Kritisi Media Penyiaran, KAT dan BEM Fidkom Gelar Talkshow

[www.uinsgd.ac.id] Dalam demokrasi, media ditempatkan sebagai pilar sangat penting. Tak heran bilsa media diharapkan mampu menjadi pilar demokratisasi bagi masyarakat, tidak terjebak pada kepentingan bisnis semata.  

Untuk berbagi pemahaman pentingnya budaya literasi media dan mengkritisi lembaga penyiaran yang selama ini cenderung lepas kontrol, Komunitas Anak Tangga dan Badan Eksekutif Mahasiswa Fakultas Dakwah dan Komunikasi UIN Bandung akan menggelar talkshow bertajuk “Urgensi Media Penyiaran Menuju Masyarakat Demokratis”.

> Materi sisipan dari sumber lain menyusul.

//! Axis Aligned Bounding Boxes.

use std::fmt;

use crate::{Point3, Real, Vector3};

/// [`Aabb`] struct.
#[derive(Debug, Copy, Clone, PartialEq)]
#[cfg_attr(feature = "serde", derive(serde::Serialize, serde::Deserialize))]
pub struct Aabb {
    /// Minimum coordinates
    pub min: Point3,

    /// Maximum coordinates
    pub max: Point3,
}

impl fmt::Display for Aabb {
    fn fmt(&self, f: &mut fmt::Formatter) -> fmt::Result {
        write!(f, "Min bound: {}; Max bound: {}", self.min, self.max)
    }
}

/// Things which can be bounded by an [`Aabb`]. The builder grows node bounds through it.
pub trait Bounded {
    /// Returns the tightest [`Aabb`] around this object.
    ///
    /// # Examples
    /// ```
    /// use tribvh::aabb::Bounded;
    /// use tribvh::triangle::Triangle;
    /// use tribvh::Point3;
    ///
    /// let triangle = Triangle::new(
    ///     Point3::new(0.0, 0.0, 0.0),
    ///     Point3::new(2.0, 0.0, 0.0),
    ///     Point3::new(0.0, 1.0, -1.0),
    /// );
    /// let aabb = triangle.aabb();
    ///
    /// assert_eq!(aabb.min, Point3::new(0.0, 0.0, -1.0));
    /// assert_eq!(aabb.max, Point3::new(2.0, 1.0, 0.0));
    /// ```
    fn aabb(&self) -> Aabb;
}

impl Aabb {
    /// Creates a new [`Aabb`] with the given bounds.
    pub fn with_bounds(min: Point3, max: Point3) -> Aabb {
        Aabb { min, max }
    }

    /// Creates a new empty [`Aabb`].
    ///
    /// The bounds are inverted (`min = +inf`, `max = -inf`) so that growing it by any point
    /// yields exactly that point.
    pub fn empty() -> Aabb {
        Aabb {
            min: Point3::new(Real::INFINITY, Real::INFINITY, Real::INFINITY),
            max: Point3::new(Real::NEG_INFINITY, Real::NEG_INFINITY, Real::NEG_INFINITY),
        }
    }

    /// Returns true if the [`Point3`] is inside the [`Aabb`]. Points on the boundary
    /// count as inside.
    pub fn contains(&self, p: &Point3) -> bool {
        p.x >= self.min.x
            && p.x <= self.max.x
            && p.y >= self.min.y
            && p.y <= self.max.y
            && p.z >= self.min.z
            && p.z <= self.max.z
    }

    /// Returns a new minimal [`Aabb`] which contains both this [`Aabb`] and `other`.
    pub fn join(&self, other: &Aabb) -> Aabb {
        Aabb::with_bounds(self.min.inf(&other.min), self.max.sup(&other.max))
    }

    /// Returns a new minimal [`Aabb`] which contains both this [`Aabb`] and the
    /// [`Point3`] `other`.
    ///
    /// # Examples
    /// ```
    /// use tribvh::aabb::Aabb;
    /// use tribvh::Point3;
    ///
    /// let point1 = Point3::new(0.0, 0.0, 0.0);
    /// let point2 = Point3::new(1.0, 1.0, 1.0);
    /// let point3 = Point3::new(2.0, 2.0, 2.0);
    ///
    /// let aabb = Aabb::empty();
    /// assert!(!aabb.contains(&point1));
    ///
    /// let aabb1 = aabb.grow(&point1);
    /// assert!(aabb1.contains(&point1));
    ///
    /// let aabb2 = aabb.grow(&point2);
    /// assert!(aabb2.contains(&point2));
    /// assert!(!aabb2.contains(&point3));
    /// ```
    pub fn grow(&self, other: &Point3) -> Aabb {
        Aabb::with_bounds(self.min.inf(other), self.max.sup(other))
    }

    /// Returns a copy of this [`Aabb`] pushed outward by `margin` on every axis.
    ///
    /// Node bounds are expanded this way so that rays tangent to a box face are not lost
    /// to floating point rounding in the slab test.
    pub fn expanded(&self, margin: Real) -> Aabb {
        let margin = Vector3::new(margin, margin, margin);
        Aabb::with_bounds(self.min - margin, self.max + margin)
    }
}
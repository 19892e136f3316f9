//! Utilities module.

use crate::Real;

/// Fast floating point minimum.  This function matches the semantics of
///
/// ```no_compile
/// if x < y { x } else { y }
/// ```
///
/// which has efficient instruction sequences on many platforms (1 instruction on x86).  For most
/// values, it matches the semantics of `x.min(y)`; the special cases are:
///
/// ```text
/// min(-0.0, +0.0); +0.0
/// min(+0.0, -0.0): -0.0
/// min( NaN,  1.0):  1.0
/// min( 1.0,  NaN):  NaN
/// ```
#[inline(always)]
pub fn fast_min(x: Real, y: Real) -> Real {
    if x < y {
        x
    } else {
        y
    }
}

/// Fast floating point maximum.  This function matches the semantics of
///
/// ```no_compile
/// if x > y { x } else { y }
/// ```
///
/// which has efficient instruction sequences on many platforms (1 instruction on x86).  For most
/// values, it matches the semantics of `x.max(y)`; the special cases are:
///
/// ```text
/// max(-0.0, +0.0); +0.0
/// max(+0.0, -0.0): -0.0
/// max( NaN,  1.0):  1.0
/// max( 1.0,  NaN):  NaN
/// ```
#[inline(always)]
pub fn fast_max(x: Real, y: Real) -> Real {
    if x > y {
        x
    } else {
        y
    }
}

/// Returns true if any of the values is NaN.
#[cfg(feature = "simd")]
#[inline(always)]
pub fn has_nan(values: &[Real]) -> bool {
    values.iter().any(|v| v.is_nan())
}

/// Reorders `slice` in place so that every element for which `pred` holds comes before
/// every element for which it does not. Returns the number of elements satisfying `pred`.
///
/// The order inside either group is unspecified.
pub fn partition_in_place<T, F>(slice: &mut [T], mut pred: F) -> usize
where
    F: FnMut(&T) -> bool,
{
    let mut middle = 0;
    for i in 0..slice.len() {
        if pred(&slice[i]) {
            slice.swap(middle, i);
            middle += 1;
        }
    }
    middle
}
impl Bvh {
    /// Creates a new [`Bvh`] from `triangles`, growing every node box by `aabb_expansion`.
    ///
    /// The triangles are reordered so that every node covers a contiguous range of them.
    ///
    /// # Panics
    ///
    /// Panics if the finished leaves do not hold exactly the input triangles.
    pub fn build(triangles: Vec<Triangle>, aabb_expansion: Real) -> Bvh {
        Bvh::with_options(triangles, &BuildOptions { aabb_expansion })
    }

    /// Creates a new [`Bvh`] from `triangles` with the given [`BuildOptions`].
    ///
    /// Each range is split at the centroid mean of the axis with the largest centroid
    /// variance. A range stays a leaf when it holds a single triangle or when the split
    /// leaves one side empty.
    pub fn with_options(mut triangles: Vec<Triangle>, options: &BuildOptions) -> Bvh {
        let margin = options.aabb_expansion.max(0.0);

        if triangles.is_empty() {
            debug!("Built empty BVH");
            return Bvh {
                nodes: Vec::new(),
                triangles,
            };
        }

        let expected_node_count = triangles.len() * 2 - 1;
        let mut nodes = Vec::with_capacity(expected_node_count);
        nodes.push(BvhNode::leaf(0, triangles.len(), 0));

        let mut work = vec![0];
        while let Some(node_index) = work.pop() {
            let BvhNode { offset, len, .. } = nodes[node_index];
            let range = &mut triangles[offset..offset + len];

            let summary = RangeSummary::of(range);
            let split_axis = summary.split_axis();
            nodes[node_index].aabb = summary.aabb.expanded(margin);
            nodes[node_index].split_axis = split_axis;

            if len == 1 {
                continue;
            }

            let mean = summary.centroid_mean[split_axis];
            let middle = partition_in_place(range, |t| t.centroid()[split_axis] < mean);
            if middle == 0 || middle == len {
                continue;
            }

            let child_l_index = nodes.len();
            let child_r_index = child_l_index + 1;
            nodes.push(BvhNode::leaf(offset, middle, node_index));
            nodes.push(BvhNode::leaf(offset + middle, len - middle, node_index));
            nodes[node_index].children = Some((child_l_index, child_r_index));

            work.push(child_r_index);
            work.push(child_l_index);
        }

        let bvh = Bvh { nodes, triangles };
        assert_eq!(
            bvh.leaf_triangle_count(),
            bvh.triangles.len(),
            "BVH leaves do not hold every input triangle exactly once"
        );
        debug!(
            "Built BVH with {} nodes over {} triangles",
            bvh.nodes.len(),
            bvh.triangles.len()
        );
        bvh
    }

    /// Returns the node arena. The root is at index 0.
    pub fn nodes(&self) -> &[BvhNode] {
        &self.nodes
    }

    /// Returns the triangles in tree order. Every node covers a contiguous range of them.
    pub fn triangles(&self) -> &[Triangle] {
        &self.triangles
    }

    /// Returns the bounds of the whole tree, `None` when it is empty.
    pub fn root_aabb(&self) -> Option<Aabb> {
        self.nodes.first().map(|node| node.aabb)
    }

    /// Shoots a ray from `origin` along `direction` and returns the distance to the closest
    /// hit, if any.
    ///
    /// `direction` is not normalized, so distances are in units of its length. Pass a unit
    /// vector to get metric distances.
    pub fn intersect(&self, origin: Point3, direction: Vector3) -> Option<Real> {
        self.intersect_with_stats(origin, direction).0
    }

    /// Like [`Bvh::intersect`], but also returns the number of nodes visited.
    pub fn intersect_with_stats(&self, origin: Point3, direction: Vector3) -> (Option<Real>, usize) {
        let mut ray = Ray::new(origin, direction);
        let visited = self.traverse(&mut ray);
        let hit = if ray.is_hit() { Some(ray.t) } else { None };
        (hit, visited)
    }

    /// Returns true if anything is hit from `origin` along `direction` closer than `t_limit`.
    pub fn occluded(&self, origin: Point3, direction: Vector3, t_limit: Real) -> bool {
        self.traverse_any(&Ray::new(origin, direction), t_limit)
    }

    /// Runs [`Bvh::traverse`] for every ray, in parallel with the `rayon` feature.
    /// Returns the total number of visited nodes.
    pub fn intersect_batch(&self, rays: &mut [Ray]) -> usize {
        #[cfg(feature = "rayon")]
        {
            rays.par_iter_mut().map(|ray| self.traverse(ray)).sum()
        }
        #[cfg(not(feature = "rayon"))]
        {
            rays.iter_mut().map(|ray| self.traverse(ray)).sum()
        }
    }

    /// Returns the number of nodes, leaves included.
    pub fn node_count(&self) -> usize {
        self.nodes.len()
    }

    /// Returns the number of leaves.
    pub fn leaf_count(&self) -> usize {
        self.nodes.iter().filter(|node| node.is_leaf()).count()
    }

    /// Returns the number of triangles referenced by leaves.
    /// Equals the number of input triangles for every successfully built tree.
    pub fn leaf_triangle_count(&self) -> usize {
        self.nodes
            .iter()
            .filter(|node| node.is_leaf())
            .map(|node| node.len)
            .sum()
    }

    /// Returns leaves per triangle. `1.0` means every triangle got a leaf of its own,
    /// `0.0` is reported for an empty tree.
    pub fn tree_quality(&self) -> Real {
        if self.triangles.is_empty() {
            0.0
        } else {
            self.leaf_count() as Real / self.triangles.len() as Real
        }
    }

    /// Returns the number of edges on the longest path from the root to a leaf.
    pub fn depth(&self) -> usize {
        let mut max_depth = 0;
        self.for_each_node(|_, _, depth| max_depth = max_depth.max(depth));
        max_depth
    }

    /// Collects [`BvhStats`].
    pub fn stats(&self) -> BvhStats {
        BvhStats {
            node_count: self.node_count(),
            leaf_count: self.leaf_count(),
            triangle_count: self.triangles.len(),
            leaf_triangle_count: self.leaf_triangle_count(),
            max_leaf_size: self
                .nodes
                .iter()
                .filter(|node| node.is_leaf())
                .map(|node| node.len)
                .max()
                .unwrap_or(0),
            depth: self.depth(),
            quality: self.tree_quality(),
        }
    }

    /// Logs [`BvhStats`] at info level.
    pub fn log_stats(&self) {
        let stats = self.stats();
        info!("BVH node count: {}", stats.node_count);
        info!("BVH leaf count: {}", stats.leaf_count);
        info!(
            "BVH triangle count: {} ({} in leaves, at most {} per leaf)",
            stats.triangle_count, stats.leaf_triangle_count, stats.max_leaf_size
        );
        info!("BVH depth: {}", stats.depth);
        info!("BVH quality: {:.4}", stats.quality);
    }

    /// Prints the [`Bvh`] in a tree-like visualization.
    pub fn pretty_print(&self) {
        self.for_each_node(|node_index, node, depth| {
            let padding = " ".repeat(depth);
            match node.children {
                Some((child_l_index, child_r_index)) => println!(
                    "{}node={} parent={} split={} children=({}, {}) {}",
                    padding,
                    node_index,
                    node.parent(),
                    node.split_axis,
                    child_l_index,
                    child_r_index,
                    node.aabb
                ),
                None => println!(
                    "{}leaf={} parent={} triangles={:?} {}",
                    padding,
                    node_index,
                    node.parent(),
                    node.range(),
                    node.aabb
                ),
            }
        });
    }

    /// Calls `f` with index, node and depth of every node reachable from the root,
    /// parents before children and left subtrees before right ones.
    fn for_each_node<F: FnMut(usize, &BvhNode, usize)>(&self, mut f: F) {
        if self.nodes.is_empty() {
            return;
        }
        let mut stack = vec![(0, 0)];
        while let Some((node_index, depth)) = stack.pop() {
            let node = &self.nodes[node_index];
            f(node_index, node, depth);
            if let Some((child_l_index, child_r_index)) = node.children {
                stack.push((child_r_index, depth + 1));
                stack.push((child_l_index, depth + 1));
            }
        }
    }

    /// Verifies the structure of the tree: parent links, child ranges splitting their
    /// parent's range exactly, every node reachable from the root, and every triangle
    /// vertex inside the box of its leaf and of all the leaf's ancestors.
    fn check_consistency(&self) -> Result<(), String> {
        let Some(root) = self.nodes.first() else {
            return if self.triangles.is_empty() {
                Ok(())
            } else {
                Err(format!("no nodes for {} triangles", self.triangles.len()))
            };
        };

        if root.parent_index != 0 || root.range() != (0..self.triangles.len()) {
            return Err(format!(
                "root has parent {} and range {:?}, expected 0 and 0..{}",
                root.parent_index,
                root.range(),
                self.triangles.len()
            ));
        }

        let mut reached = 0;
        let mut error = None;
        self.for_each_node(|node_index, node, _| {
            reached += 1;
            if error.is_some() {
                return;
            }
            error = match node.children {
                Some((child_l_index, child_r_index)) => {
                    self.check_children(node_index, node, child_l_index, child_r_index)
                }
                None => self.check_leaf(node_index, node),
            }
            .err();
        });

        if let Some(error) = error {
            return Err(error);
        }
        if reached != self.nodes.len() {
            return Err(format!(
                "{} of {} nodes are reachable from the root",
                reached,
                self.nodes.len()
            ));
        }
        Ok(())
    }

    fn check_children(
        &self,
        node_index: usize,
        node: &BvhNode,
        child_l_index: usize,
        child_r_index: usize,
    ) -> Result<(), String> {
        let (Some(child_l), Some(child_r)) =
            (self.nodes.get(child_l_index), self.nodes.get(child_r_index))
        else {
            return Err(format!("node {} has a child out of bounds", node_index));
        };
        if child_l.parent_index != node_index || child_r.parent_index != node_index {
            return Err(format!("children of node {} have wrong parents", node_index));
        }
        let splits_range = child_l.len > 0
            && child_r.len > 0
            && child_l.offset == node.offset
            && child_r.offset == child_l.offset + child_l.len
            && child_l.len + child_r.len == node.len;
        if !splits_range {
            return Err(format!(
                "children {:?} and {:?} do not split range {:?} of node {}",
                child_l.range(),
                child_r.range(),
                node.range(),
                node_index
            ));
        }
        Ok(())
    }

    fn check_leaf(&self, node_index: usize, node: &BvhNode) -> Result<(), String> {
        let Some(triangles) = self.triangles.get(node.range()) else {
            return Err(format!("leaf {} range {:?} is out of bounds", node_index, node.range()));
        };
        for vertex in triangles.iter().flat_map(|triangle| triangle.vertices()) {
            let mut index = node_index;
            loop {
                if !self.nodes[index].aabb.contains(&vertex) {
                    return Err(format!(
                        "vertex {} of leaf {} lies outside node {}",
                        vertex, node_index, index
                    ));
                }
                if index == 0 {
                    break;
                }
                index = self.nodes[index].parent_index;
            }
        }
        Ok(())
    }

    /// Checks if all children of a node have the correct parent index, that there is no
    /// detached subtree, and that every triangle lies inside the boxes of its leaf and
    /// all the leaf's ancestors.
    pub fn is_consistent(&self) -> bool {
        self.check_consistency().is_ok()
    }

    /// Assert version of [`Bvh::is_consistent`].
    ///
    /// # Panics
    ///
    /// Panics with a description of the first inconsistency found.
    pub fn assert_consistent(&self) {
        if let Err(message) = self.check_consistency() {
            panic!("Inconsistent BVH: {}", message);
        }
    }
}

Talkshow tersebut akan menghadirkan pembicara yang kredibel di bidang regulasi dan etika dalam media penyiaran.  Talkshow ini diharapkan dapat memberikan pemahaman tentang pentingnya kesadaran masyarakat untuk bersikap proaktif dan kritis,” kata Ketua Pelaksana Iqbal Tawakal, Minggu (07/04).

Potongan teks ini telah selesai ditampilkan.